An Efficient Implementation of the Non Restoring Square Root Algorithm in Gate Level

Tole Sutikno, Member, IACSIT, IEEE

Abstract—This paper proposes an efficient strategy to implement modified non restoring algorithm based on FPGA in gate level abstraction of VHDL, which adopt fully pipelined architecture. A new basic building block is called controlled subtract-multiplex (CSM) is introduced. The main principle of the proposed method is similar with conventional non-restoring algorithm, but it only uses subtract operation and append 01, while add operation and append 11 is not used. The proposed strategy has conducted to implement FPGA successfully, and it is offer an efficient in hardware resource.

Index Terms—FPGA, non-restoring, Gate Level, square root

I. INTRODUCTION

Square root is one of the most useful and vital operation in computer graphics and scientific calculation applications, such as digital signal processing (DSP) algorithms, math coprocessor, data processing and control and even multimedia applications [1-6]. It is a classical problem in computational number theory and often encountered, which is a hard task to get an exact result [7-8].

A lot of square root algorithms have been have been studied, developed and implemented, such as Rough estimation, Babylonian method, exponential identity, Taylor-series expansion algorithm, Newton-Raphson method, Sweeney Robertson Tocher redundant method (SRT redundant method), SRT non redundant method and sequential algorithm (digit-by-digit method) [1-9]. However, the early processors carry out the square root operation of the algorithms above by software means, which have long delays for its completion [6].

With the rapid advancement of technology which is possible to integrate large circuits on a single chip and also increase in demand for faster computational execution time, hardware implementation of square root operation became more attractive [6]. Unfortunately because of the complexity of the square root algorithms, the square root calculation is not easy to implement on field programmable array (FPGA) technology [1, 3, 5, 10].
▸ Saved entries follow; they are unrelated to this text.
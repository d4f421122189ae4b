//! 内存版事件存储（InMemoryEventStore）
//!
//! 以互斥保护的事件带（tape）同时实现 `EventSink` 与 `EventSource`：
//! - `persist`：整批追加，批内顺序保持；
//! - `load`：按完整标识（类型 + id）过滤出该实体的历史并以流产出；
//! - 典型用途：测试环境、示例与本地开发。

use crate::domain_event::{DomainEvent, EventEnvelope};
use crate::error::{DomainError, DomainResult};
use crate::identity::Identity;
use crate::persist::{EnvelopeStream, EventSink, EventSource};
use async_trait::async_trait;
use futures_util::StreamExt;
use futures_util::stream;
use std::sync::{Arc, Mutex};

/// 共享事件带存储；`Clone` 共享同一条带
#[derive(Debug, Clone, Default)]
pub struct InMemoryEventStore<E>
where
    E: DomainEvent,
{
    tape: Arc<Mutex<Vec<EventEnvelope<E>>>>,
}

impl<E> InMemoryEventStore<E>
where
    E: DomainEvent,
{
    pub fn new() -> Self {
        Self {
            tape: Arc::new(Mutex::new(Vec::new())),
        }
    }

    /// 当前事件带的快照（断言用）
    pub fn envelopes(&self) -> Vec<EventEnvelope<E>> {
        self.tape.lock().unwrap().clone()
    }

    /// 事件带长度
    pub fn len(&self) -> usize {
        self.tape.lock().unwrap().len()
    }

    pub fn is_empty(&self) -> bool {
        self.tape.lock().unwrap().is_empty()
    }
}

#[async_trait]
impl<E> EventSink<E> for InMemoryEventStore<E>
where
    E: DomainEvent,
{
    async fn persist(&self, envelopes: Vec<EventEnvelope<E>>) -> DomainResult<()> {
        let mut tape = self
            .tape
            .lock()
            .map_err(|_| DomainError::persistence("event tape poisoned"))?;
        tape.extend(envelopes);
        Ok(())
    }
}

#[async_trait]
impl<E> EventSource<E> for InMemoryEventStore<E>
where
    E: DomainEvent,
{
    async fn load(&self, identity: &Identity) -> DomainResult<EnvelopeStream<E>> {
        let history: Vec<EventEnvelope<E>> = {
            let tape = self
                .tape
                .lock()
                .map_err(|_| DomainError::load("event tape poisoned"))?;
            tape.iter()
                .filter(|envelope| &envelope.origin == identity)
                .cloned()
                .collect()
        };
        Ok(stream::iter(history.into_iter().map(Ok)).boxed())
    }
}

#[cfg(test)]
mod tests {
    use super::InMemoryEventStore;
    use crate::domain_event::{DomainEvent, EventEnvelope, Metadata};
    use crate::identity::Identity;
    use crate::persist::{EventSink, EventSource};
    use crate::value_object::Version;
    use futures_util::StreamExt;
    use serde::{Deserialize, Serialize};

    #[derive(Debug, Clone, PartialEq, Serialize, Deserialize)]
    struct Ping;

    impl DomainEvent for Ping {
        fn event_type(&self) -> &str {
            "Ping"
        }
    }

    #[tokio::test]
    async fn load_filters_by_full_identity() {
        let store = InMemoryEventStore::new();
        let a = Identity::new("Order", "A");
        let b = Identity::new("Order", "B");
        let other_type = Identity::new("Invoice", "A");

        store
            .persist(vec![
                EventEnvelope::new(Ping, a.clone(), Version::from_value(1), Metadata::default()),
                EventEnvelope::new(Ping, b.clone(), Version::from_value(1), Metadata::default()),
                EventEnvelope::new(
                    Ping,
                    other_type.clone(),
                    Version::from_value(1),
                    Metadata::default(),
                ),
                EventEnvelope::new(Ping, a.clone(), Version::from_value(2), Metadata::default()),
            ])
            .await
            .unwrap();

        let stream = store.load(&a).await.unwrap();
        let loaded: Vec<_> = stream.map(|r| r.unwrap()).collect().await;

        assert_eq!(loaded.len(), 2);
        assert_eq!(loaded[0].version, Version::from_value(1));
        assert_eq!(loaded[1].version, Version::from_value(2));
        assert!(loaded.iter().all(|e| e.origin == a));
    }
}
There are some algorithms of square root which are implemented on FPGA. They are generally grouped into two distinct categories. In first category is called estimation methods, such as Rough estimation and Newton-Raphson method (and also its derivations: CORDIC, DeLugish's and Chen's), and in second category is called digit-by-digit method. Finally, it is necessary to classify further digit-by-digit method into two distinct classes: restoring and non restoring algorithm. The restoring algorithm has a big limitation at restoring step in the regular flow. Primarily for this reason, although initially having led the way for all the other methods, it has declined in importance and nowadays it is no longer used [11]. Compared to the restoring algorithm, the non restoring algorithm does not restore the remainder, which can be implemented with fewest hardware resource and the result is hardware simple implementation. It is most suitable for FPGA implementation and allows for IEEE standard rounding to be readily implemented [1-3, 6].
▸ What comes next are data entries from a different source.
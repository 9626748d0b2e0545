use thiserror::Error;

/// Errors produced by type operations.
#[derive(Debug, Error, PartialEq, Eq)]
pub enum TypeError {
    #[error("invalid hex string: {0}")]
    InvalidHex(String),

    #[error("invalid byte length: expected {expected}, got {actual}")]
    InvalidLength { expected: usize, actual: usize },

    #[error("unknown grade: {0}")]
    UnknownGrade(String),

    #[error("serialization error: {0}")]
    Serialization(String),
}
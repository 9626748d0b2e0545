use axum::extract::DefaultBodyLimit;
use axum::routing::{get, post};
use axum::Router;
use tower_http::cors::CorsLayer;
use tower_http::trace::TraceLayer;

use crate::handler::{self, AppState};

/// Build the axum router with all registry endpoints.
pub fn build_router(state: AppState, body_limit: usize) -> Router {
    Router::new()
        .route("/v1/health", get(handler::health_handler))
        .route("/v1/stats", get(handler::stats_handler))
        .route("/v1/audit", get(handler::audit_handler))
        .route("/v1/audit/repair", post(handler::repair_handler))
        .route("/v1/certificates", post(handler::issue_handler))
        .route("/v1/certificates/:id", get(handler::verify_handler))
        .route("/v1/certificates/:id/payload", get(handler::payload_handler))
        .route(
            "/v1/students/:student_id/certificates",
            get(handler::list_handler),
        )
        .layer(DefaultBodyLimit::max(body_limit))
        .layer(CorsLayer::permissive())
        .layer(TraceLayer::new_for_http())
        .with_state(state)
}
There are many strategies or architectures have conducted to implement the non restoring digit-by-digit square root algorithm in FPGA hardware. Yamin and Wanning [1-2, 9] have introduced a non restoring algorithm with fully pipelined and iterative version that requires neither multipliers nor multiplexors. They introduced the carry save adder (CSA) and carry propagate adder (CPA) as basic building blocks. Although the algorithms in [1-2] have a speed processing, they consumes too many hardware resource, while the algorithms in [9] although it cost less resource, but it has low speed. The similar architectures above have introduced by Xiaoliang [10], Thakkar [12] and Xiumin et al [13]. In the other study, Samawi et al [6] have introduced controlled add-sub (CAS) as basic building blocks. The effort is done to reduce hardware consumed, with moderate delay. The other architecture also has proposed is fully combinational architecture [4]. However, the FPGA is very suitable for adoption of the fully pipelined architecture because of the characteristics of its structure. Hence, the very little or even needless extra cost, if the pipeline technology is implemented in FPGA [14].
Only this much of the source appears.